MARCELLUS SHALE ON FIRE heres another article
More than a mile beneath parts of Pennsylvania lies a mostly untapped reservoir of natural gas.
Geologists and energy companies have known for decades about the gas in the Marcellus Shale, but only recently have figured out a way to extract it from the thick black rock about 6,000 feet underground.
Now gas drillers are leasing local land - more than 25,000 acres in Luzerne County alone - in an attempt to find and remove the gas, the value of which increases as energy prices soar.
In January 2008 leases were being signed for values near $100 per acre. By May that value had increased to over $2000 per acre.
With lease values changing so rapidly, landowners are unsure at what price to accept a lease offer.
Kenneth L. Balliet, a forestry and business management educator with the Penn State Cooperative Extension, recently took a trip to Fort Worth to see the economic impacts of those deposits. He said leases are being signed for $18,000 per acre in areas where production has proven strong.

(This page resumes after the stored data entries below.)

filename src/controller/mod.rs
//! Search session controller and the presentation boundary it drives

pub mod core;
pub mod presenter;
pub mod state;

pub use self::core::{SearchSessionController, UserCommand};
pub use presenter::{LoadingPhase, Presenter, RenderedItem};
pub use state::{ActiveSearch, DeferredSearch, SearchPhase, SessionState};
//! Core configuration types for the search session client

use serde::{Deserialize, Serialize};

use crate::highlight::HighlightMarker;

/// Client-side configuration for talking to a search backend
///
/// Built with [`ClientConfig::builder`]. Everything except the base URL has
/// a default from `utils::constants`.
#[derive(Debug, Clone, Serialize, Deserialize)]
pub struct ClientConfig {
    /// Backend origin, e.g. `http://localhost:8080/`.
    ///
    /// **INVARIANT:** parses as an absolute http(s) URL (checked in builder).
    pub(crate) base_url: String,
    pub(crate) config_path: String,
    pub(crate) stream_path: String,
    pub(crate) search_path: String,

    /// Page size used when the backend never reports `defaultPageSize`
    pub(crate) fallback_page_size: u32,

    pub(crate) highlight_marker: HighlightMarker,

    /// Bound on the one-time config fetch. Streams have no local timeout.
    pub(crate) config_timeout_secs: u64,
    pub(crate) connect_timeout_secs: u64,
    pub(crate) user_agent: String,
}
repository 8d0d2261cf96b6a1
pub mod constants;

pub use constants::*;
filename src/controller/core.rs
//! Search session controller
//!
//! Owns [`SessionState`], the exclusion store, and the single active session.
//! User actions and session events are the only inputs; the [`Presenter`] is
//! the only output. Every session event is checked against the active
//! session id before it may touch state.

use std::sync::Arc;

use tokio::sync::mpsc::{self, UnboundedReceiver, UnboundedSender};
use tracing::{debug, info, warn};

use super::presenter::{LoadingPhase, Presenter, RenderedItem};
use super::state::{ActiveSearch, DeferredSearch, SearchPhase, SessionState};
use crate::backend::{PageRequest, RemoteConfig, SearchBackend};
use crate::filters::{AppliedFilters, FilterCategory, FilterExclusionStore};
use crate::highlight::{HighlightMarker, Highlighter};
use crate::stream::{
    ResultBatch, SearchError, SearchResult, SessionEvent, SessionId, SessionUpdate, StreamSession,
};
use crate::utils::{FALLBACK_PAGE_SIZE, MSG_NO_MORE_RESULTS, MSG_NO_RESULTS};

/// Inputs from the presentation layer
#[derive(Debug, Clone, PartialEq, Eq)]
pub enum UserCommand {
    Submit(String),
    NextPage,
    /// Scroll sentinel became visible; same guard as `NextPage`
    VisibilityTrigger,
    RemoveFilter {
        category: FilterCategory,
        value: String,
    },
    Cancel,
    Quit,
}

/// Top-level search state machine
pub struct SearchSessionController<B, P> {
    backend: Arc<B>,
    presenter: P,
    state: SessionState,
    filters: FilterExclusionStore,
    marker: HighlightMarker,
    fallback_page_size: u32,
    events_tx: UnboundedSender<SessionEvent>,
    events_rx: UnboundedReceiver<SessionEvent>,
    next_session: u64,
}
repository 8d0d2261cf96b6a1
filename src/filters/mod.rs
//! Filter chips: categories, backend-applied filters, and user exclusions

pub mod store;
pub mod types;

pub use store::FilterExclusionStore;
pub use types::{AppliedFilters, FilterCategory, FilterGroup, UnknownCategory};
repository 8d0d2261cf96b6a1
//! Parallel accent-folded view of a string with offset mapping
//!
//! Matching runs on the folded string, but the output must be cut from the
//! original. Each folded character remembers the byte range of the original
//! character it came from, so any folded match maps back to whole original
//! characters.

use crate::text::push_stripped;

#[derive(Debug, Clone, Copy)]
struct Span {
    folded_start: usize,
    original_start: usize,
    original_end: usize,
}

/// Accent-folded copy of a text plus a map back into the original bytes
#[derive(Debug)]
pub(crate) struct FoldedText {
    folded: String,
    spans: Vec<Span>,
}

impl FoldedText {
    pub(crate) fn new(original: &str) -> Self {
        let mut folded = String::with_capacity(original.len());
        let mut spans: Vec<Span> = Vec::with_capacity(original.len());

        for (original_start, c) in original.char_indices() {
            let original_end = original_start + c.len_utf8();
            let before = folded.len();
            let emitted = push_stripped(c, &mut folded);

            if emitted == 0 {
                // A bare combining mark belongs to the character before it
                if let Some(prev) = spans.last_mut() {
                    prev.original_end = original_end;
                }
                continue;
            }

            let mut folded_start = before;
            for folded_char in folded[before..].chars() {
                spans.push(Span {
                    folded_start,
                    original_start,
                    original_end,
                });
                folded_start += folded_char.len_utf8();
            }
        }

        Self { folded, spans }
    }

    pub(crate) fn as_str(&self) -> &str {
        &self.folded
    }

    /// Map a non-empty folded byte range onto original byte offsets.
    ///
    /// Ranges that start or end inside a multi-character expansion widen to
    /// the whole original character.
    pub(crate) fn original_range(&self, start: usize, end: usize) -> Option<(usize, usize)> {
        if start >= end {
            return None;
        }
        let first = self.spans.partition_point(|span| span.folded_start < start);
        let last = self
            .spans
            .partition_point(|span| span.folded_start < end)
            .checked_sub(1)?;
        let first_span = self.spans.get(first)?;
        let last_span = self.spans.get(last)?;
        if last < first {
            return None;
        }
        Some((first_span.original_start, last_span.original_end))
    }
}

There were 195 Marcellus Shale wells drilled in Pennsylvania in 2008 and another 768 in 2009, according to the state Department of Environmental Protection. Another 364 have been drilled this year as of May 5. There were only about 20 wells in Pennsylvania when Balliet was first interviewed, and he expects local production to eventually rival Texas Barnett Shale. He said a gas company confided it planned to spend $1 billion in 2008 in leasing agreements in Pennsylvania.
That kind of investment could mean a big boost to the area's economy as a whole. But many people are concerned that the state doesn't have adequate safeguards in place to properly regulate the natural gas industry.
Finding a good balance between economic prosperity and environmental safety appears to be the state's greatest challenge in the Marcellus Shale play.